use std::str::FromStr;
use strum::IntoEnumIterator;

use crate::errors::{Error, Result};

trait EnumValidCsv: IntoEnumIterator + AsRef<str> + Sized {
    fn valid_csv() -> String {
        Self::iter()
            .map(|v| v.as_ref().to_owned())
            .collect::<Vec<_>>()
            .join(", ")
    }
}
impl<T> EnumValidCsv for T where T: IntoEnumIterator + AsRef<str> + Sized {}
pub fn valid_csv<T>() -> String
where
    T: IntoEnumIterator + AsRef<str> + Sized,
{
    <T as EnumValidCsv>::valid_csv()
}

/// Parses a strum enum, reporting the accepted spellings on failure.
/// `label` reads as "Invalid <label>: ...".
pub fn parse_enum<T>(s: &str, label: &str) -> Result<T>
where
    T: FromStr + IntoEnumIterator + AsRef<str>,
{
    T::from_str(s.trim()).map_err(|_| {
        Error::Parse(format!(
            "Invalid {label}: '{}'. Valid values: {}",
            s.trim(),
            valid_csv::<T>()
        ))
    })
}
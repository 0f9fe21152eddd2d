pub mod models;

use std::fs;
use std::ops::Index;
use std::path::{Path, PathBuf};

use serde::{Deserialize, Serialize};
use strum::IntoEnumIterator;
use strum_macros::{AsRefStr, Display, EnumIter as EnumIterDerive, EnumString};

use crate::config::models::{
    ConfigItem, FileLoggingConfigItem, SetupAllowanceConfigItem, TravelModeConfigItem,
    TravelServiceConfigItem,
};
use crate::core::types::{MINUTES_PER_DAY, TransportMode, TravelServiceKind};
use crate::errors::{Error, Result};
use crate::extensions::enums::parse_enum;

#[derive(Debug, Clone, Copy, PartialEq, Eq, EnumIterDerive, EnumString, Display, AsRefStr)]
#[strum(serialize_all = "SCREAMING_SNAKE_CASE", ascii_case_insensitive)]
pub enum ConfigKey {
    TravelMode,
    TravelService,
    SetupAllowance,
    FileLoggingEnabled,
}

/// On-disk layout. Every item is optional and falls back to its default.
#[derive(Debug, Clone, Default, Serialize, Deserialize)]
pub struct ConfigFile {
    #[serde(default)]
    pub travel_mode: TravelModeConfigItem,
    #[serde(default)]
    pub travel_service: TravelServiceConfigItem,
    #[serde(default)]
    pub setup_allowance: SetupAllowanceConfigItem,
    #[serde(default)]
    pub file_logging_enabled: FileLoggingConfigItem,
}

/// A single applied change: key, old value, new value.
pub type ConfigChange = (String, String, String);

#[derive(Debug, Clone)]
pub struct Config {
    path: PathBuf,
    data: ConfigFile,
    last_change: Option<ConfigChange>,
}

/// Display rows: key, description, current value.
#[derive(Debug, Clone)]
pub struct ConfigRows(Vec<(String, String, String)>);

impl ConfigRows {
    pub fn len(&self) -> usize {
        self.0.len()
    }
    pub fn is_empty(&self) -> bool {
        self.0.is_empty()
    }
    pub fn iter(&self) -> impl Iterator<Item = &(String, String, String)> {
        self.0.iter()
    }
}
impl Index<usize> for ConfigRows {
    type Output = (String, String, String);
    fn index(&self, index: usize) -> &Self::Output {
        &self.0[index]
    }
}

impl Config {
    pub fn load_from<P: AsRef<Path>>(path: P) -> Result<Self> {
        let path = path.as_ref().to_path_buf();
        if !path.exists() {
            return Err(Error::config(format!(
                "Configuration file '{}' not found.",
                path.display()
            )));
        }
        let text = fs::read_to_string(&path)
            .map_err(|e| Error::config(format!("Failed to read {}: {}", path.display(), e)))?;
        let data: ConfigFile = serde_json::from_str(&text)
            .map_err(|e| Error::config(format!("Invalid JSON in '{}': {}", path.display(), e)))?;
        SetupAllowanceConfigItem::check(data.setup_allowance.value)
            .map_err(|e| Error::config(format!("Invalid '{}': {e}", path.display())))?;
        Ok(Self {
            path,
            data,
            last_change: None,
        })
    }

    /// Writes a config file holding only defaults.
    pub fn write_default<P: AsRef<Path>>(path: P) -> Result<Self> {
        let config = Self {
            path: path.as_ref().to_path_buf(),
            data: ConfigFile::default(),
            last_change: None,
        };
        config.save()?;
        Ok(config)
    }

    pub fn path(&self) -> &Path {
        &self.path
    }

    pub fn travel_mode(&self) -> TransportMode {
        *self.data.travel_mode.get_value()
    }
    pub fn travel_service(&self) -> TravelServiceKind {
        *self.data.travel_service.get_value()
    }
    pub fn setup_allowance(&self) -> i32 {
        i32::try_from(*self.data.setup_allowance.get_value()).unwrap_or(MINUTES_PER_DAY)
    }
    pub fn file_logging_enabled(&self) -> bool {
        self.data.file_logging_enabled.get_value().0
    }

    fn describe(&self, key: ConfigKey) -> (String, String) {
        match key {
            ConfigKey::TravelMode => (
                self.data.travel_mode.description().to_string(),
                self.data.travel_mode.get_value().to_string(),
            ),
            ConfigKey::TravelService => (
                self.data.travel_service.description().to_string(),
                self.data.travel_service.get_value().to_string(),
            ),
            ConfigKey::SetupAllowance => (
                self.data.setup_allowance.description().to_string(),
                self.data.setup_allowance.get_value().to_string(),
            ),
            ConfigKey::FileLoggingEnabled => (
                self.data.file_logging_enabled.description().to_string(),
                self.data.file_logging_enabled.get_value().to_string(),
            ),
        }
    }

    pub fn rows(&self) -> ConfigRows {
        ConfigRows(
            ConfigKey::iter()
                .map(|key| {
                    let (description, value) = self.describe(key);
                    (key.to_string(), description, value)
                })
                .collect(),
        )
    }

    pub fn set_key(&mut self, key: ConfigKey, new_value: &str) -> Result<()> {
        let (_, old) = self.describe(key);
        self.edit(|cfg| match key {
            ConfigKey::TravelMode => cfg.travel_mode.set_value(new_value),
            ConfigKey::TravelService => cfg.travel_service.set_value(new_value),
            ConfigKey::SetupAllowance => cfg.setup_allowance.set_value(new_value),
            ConfigKey::FileLoggingEnabled => cfg.file_logging_enabled.set_value(new_value),
        })?;
        let (_, new_val) = self.describe(key);
        self.last_change = Some((key.to_string(), old, new_val));
        Ok(())
    }

    pub fn take_last_change(&mut self) -> Option<ConfigChange> {
        self.last_change.take()
    }

    pub fn set(&mut self, key_str: &str, new_value: &str) -> Result<()> {
        let key = parse_enum::<ConfigKey>(key_str, "configuration key")?;
        self.set_key(key, new_value)
    }

    /// Applies `f` and persists. On a validation error nothing is written
    /// and the in-memory values stay as they were.
    fn edit<F>(&mut self, f: F) -> Result<()>
    where
        F: FnOnce(&mut ConfigFile) -> Result<()>,
    {
        let mut draft = self.data.clone();
        f(&mut draft)?;
        let previous = std::mem::replace(&mut self.data, draft);
        if let Err(err) = self.save() {
            self.data = previous;
            return Err(err);
        }
        Ok(())
    }

    fn save(&self) -> Result<()> {
        let json = serde_json::to_string_pretty(&self.data)
            .map_err(|e| Error::config(format!("Failed to encode config: {}", e)))?;
        fs::write(&self.path, json)
            .map_err(|e| Error::config(format!("Failed to write {}: {}", self.path.display(), e)))
    }
}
+---+
What is needed ->
When a line of the data holds the string "models", pick it out and copy it.

Solution to this task ->
pub mod models;
use crate::config::models::{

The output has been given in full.